• TASK OBJECTIVE
Once you have read the entries below, repeat all of them exactly.

• MATERIAL PROVIDED

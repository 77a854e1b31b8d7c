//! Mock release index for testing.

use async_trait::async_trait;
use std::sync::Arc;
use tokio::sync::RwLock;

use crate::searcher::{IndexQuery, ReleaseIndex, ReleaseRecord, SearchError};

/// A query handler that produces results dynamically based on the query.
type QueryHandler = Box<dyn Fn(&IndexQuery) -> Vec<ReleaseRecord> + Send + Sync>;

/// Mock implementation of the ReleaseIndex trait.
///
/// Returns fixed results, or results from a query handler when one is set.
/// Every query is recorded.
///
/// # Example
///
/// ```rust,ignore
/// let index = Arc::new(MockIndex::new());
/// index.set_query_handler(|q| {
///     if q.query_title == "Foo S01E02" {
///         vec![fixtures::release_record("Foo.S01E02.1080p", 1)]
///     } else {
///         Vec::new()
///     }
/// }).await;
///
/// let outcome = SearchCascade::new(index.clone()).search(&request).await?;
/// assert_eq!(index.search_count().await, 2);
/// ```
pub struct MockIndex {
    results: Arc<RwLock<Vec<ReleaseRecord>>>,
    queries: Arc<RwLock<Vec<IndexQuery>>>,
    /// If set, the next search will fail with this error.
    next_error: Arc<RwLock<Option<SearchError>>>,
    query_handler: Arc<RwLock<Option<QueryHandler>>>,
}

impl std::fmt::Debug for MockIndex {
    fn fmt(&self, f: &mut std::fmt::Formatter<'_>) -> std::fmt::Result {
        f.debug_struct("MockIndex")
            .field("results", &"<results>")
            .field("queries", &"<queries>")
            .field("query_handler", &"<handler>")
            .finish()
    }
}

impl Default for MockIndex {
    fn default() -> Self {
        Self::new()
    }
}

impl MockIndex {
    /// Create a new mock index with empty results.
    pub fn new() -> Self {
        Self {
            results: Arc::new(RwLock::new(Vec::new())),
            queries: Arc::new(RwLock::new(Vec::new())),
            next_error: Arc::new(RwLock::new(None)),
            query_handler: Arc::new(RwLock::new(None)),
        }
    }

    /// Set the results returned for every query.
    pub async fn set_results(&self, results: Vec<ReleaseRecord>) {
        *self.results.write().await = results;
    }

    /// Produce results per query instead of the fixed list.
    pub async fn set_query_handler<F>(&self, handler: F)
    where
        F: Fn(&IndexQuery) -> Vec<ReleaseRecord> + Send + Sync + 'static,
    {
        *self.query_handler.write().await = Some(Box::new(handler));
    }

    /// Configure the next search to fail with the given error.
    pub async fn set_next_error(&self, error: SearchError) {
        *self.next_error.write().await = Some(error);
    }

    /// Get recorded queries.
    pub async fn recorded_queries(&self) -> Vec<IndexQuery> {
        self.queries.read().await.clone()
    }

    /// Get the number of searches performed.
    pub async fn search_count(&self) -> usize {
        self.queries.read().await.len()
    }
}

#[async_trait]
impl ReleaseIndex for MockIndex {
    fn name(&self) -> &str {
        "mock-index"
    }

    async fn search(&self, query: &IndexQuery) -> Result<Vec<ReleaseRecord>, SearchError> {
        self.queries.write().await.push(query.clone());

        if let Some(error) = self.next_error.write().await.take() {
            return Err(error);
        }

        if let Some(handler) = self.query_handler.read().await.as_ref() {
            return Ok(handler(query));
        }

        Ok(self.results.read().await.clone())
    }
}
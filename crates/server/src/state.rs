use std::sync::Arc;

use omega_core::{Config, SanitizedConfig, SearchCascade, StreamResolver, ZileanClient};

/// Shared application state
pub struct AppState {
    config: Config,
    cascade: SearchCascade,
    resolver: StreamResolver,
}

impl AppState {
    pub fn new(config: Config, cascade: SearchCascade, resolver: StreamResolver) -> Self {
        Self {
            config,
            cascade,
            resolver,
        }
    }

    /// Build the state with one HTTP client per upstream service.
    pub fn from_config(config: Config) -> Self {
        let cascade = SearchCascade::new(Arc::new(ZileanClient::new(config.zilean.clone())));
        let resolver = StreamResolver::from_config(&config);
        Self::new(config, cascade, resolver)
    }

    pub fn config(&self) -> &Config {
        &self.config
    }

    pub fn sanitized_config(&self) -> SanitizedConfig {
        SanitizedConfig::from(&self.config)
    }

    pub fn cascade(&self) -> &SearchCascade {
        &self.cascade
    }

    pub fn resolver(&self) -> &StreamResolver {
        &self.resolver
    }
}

• OUTPUT BELOW
repository 77a854e1b31b8d7c
//! Mock release index for testing.

use async_trait::async_trait;
use std::sync::Arc;
use tokio::sync::RwLock;

use crate::searcher::{IndexQuery, ReleaseIndex, ReleaseRecord, SearchError};

/// A query handler that produces results dynamically based on the query.
type QueryHandler = Box<dyn Fn(&IndexQuery) -> Vec<ReleaseRecord> + Send + Sync>;

/// Mock implementation of the ReleaseIndex trait.
///
/// Returns fixed results, or results from a query handler when one is set.
/// Every query is recorded.
///
/// # Example
///
/// ```rust,ignore
/// let index = Arc::new(MockIndex::new());
/// index.set_query_handler(|q| {
///     if q.query_title == "Foo S01E02" {
///         vec![fixtures::release_record("Foo.S01E02.1080p", 1)]
///     } else {
///         Vec::new()
///     }
/// }).await;
///
/// let outcome = SearchCascade::new(index.clone()).search(&request).await?;
/// assert_eq!(index.search_count().await, 2);
/// ```
pub struct MockIndex {
    results: Arc<RwLock<Vec<ReleaseRecord>>>,
    queries: Arc<RwLock<Vec<IndexQuery>>>,
    /// If set, the next search will fail with this error.
    next_error: Arc<RwLock<Option<SearchError>>>,
    query_handler: Arc<RwLock<Option<QueryHandler>>>,
}

impl std::fmt::Debug for MockIndex {
    fn fmt(&self, f: &mut std::fmt::Formatter<'_>) -> std::fmt::Result {
        f.debug_struct("MockIndex")
            .field("results", &"<results>")
            .field("queries", &"<queries>")
            .field("query_handler", &"<handler>")
            .finish()
    }
}

impl Default for MockIndex {
    fn default() -> Self {
        Self::new()
    }
}

impl MockIndex {
    /// Create a new mock index with empty results.
    pub fn new() -> Self {
        Self {
            results: Arc::new(RwLock::new(Vec::new())),
            queries: Arc::new(RwLock::new(Vec::new())),
            next_error: Arc::new(RwLock::new(None)),
            query_handler: Arc::new(RwLock::new(None)),
        }
    }

    /// Set the results returned for every query.
    pub async fn set_results(&self, results: Vec<ReleaseRecord>) {
        *self.results.write().await = results;
    }

    /// Produce results per query instead of the fixed list.
    pub async fn set_query_handler<F>(&self, handler: F)
    where
        F: Fn(&IndexQuery) -> Vec<ReleaseRecord> + Send + Sync + 'static,
    {
        *self.query_handler.write().await = Some(Box::new(handler));
    }

    /// Configure the next search to fail with the given error.
    pub async fn set_next_error(&self, error: SearchError) {
        *self.next_error.write().await = Some(error);
    }

    /// Get recorded queries.
    pub async fn recorded_queries(&self) -> Vec<IndexQuery> {
        self.queries.read().await.clone()
    }

    /// Get the number of searches performed.
    pub async fn search_count(&self) -> usize {
        self.queries.read().await.len()
    }
}

#[async_trait]
impl ReleaseIndex for MockIndex {
    fn name(&self) -> &str {
        "mock-index"
    }

    async fn search(&self, query: &IndexQuery) -> Result<Vec<ReleaseRecord>, SearchError> {
        self.queries.write().await.push(query.clone());

        if let Some(error) = self.next_error.write().await.take() {
            return Err(error);
        }

        if let Some(handler) = self.query_handler.read().await.as_ref() {
            return Ok(handler(query));
        }

        Ok(self.results.read().await.clone())
    }
}
filename crates/server/src/state.rs
use std::sync::Arc;

use omega_core::{Config, SanitizedConfig, SearchCascade, StreamResolver, ZileanClient};

/// Shared application state
pub struct AppState {
    config: Config,
    cascade: SearchCascade,
    resolver: StreamResolver,
}

impl AppState {
    pub fn new(config: Config, cascade: SearchCascade, resolver: StreamResolver) -> Self {
        Self {
            config,
            cascade,
            resolver,
        }
    }

    /// Build the state with one HTTP client per upstream service.
    pub fn from_config(config: Config) -> Self {
        let cascade = SearchCascade::new(Arc::new(ZileanClient::new(config.zilean.clone())));
        let resolver = StreamResolver::from_config(&config);
        Self::new(config, cascade, resolver)
    }

    pub fn config(&self) -> &Config {
        &self.config
    }

    pub fn sanitized_config(&self) -> SanitizedConfig {
        SanitizedConfig::from(&self.config)
    }

    pub fn cascade(&self) -> &SearchCascade {
        &self.cascade
    }

    pub fn resolver(&self) -> &StreamResolver {
        &self.resolver
    }
}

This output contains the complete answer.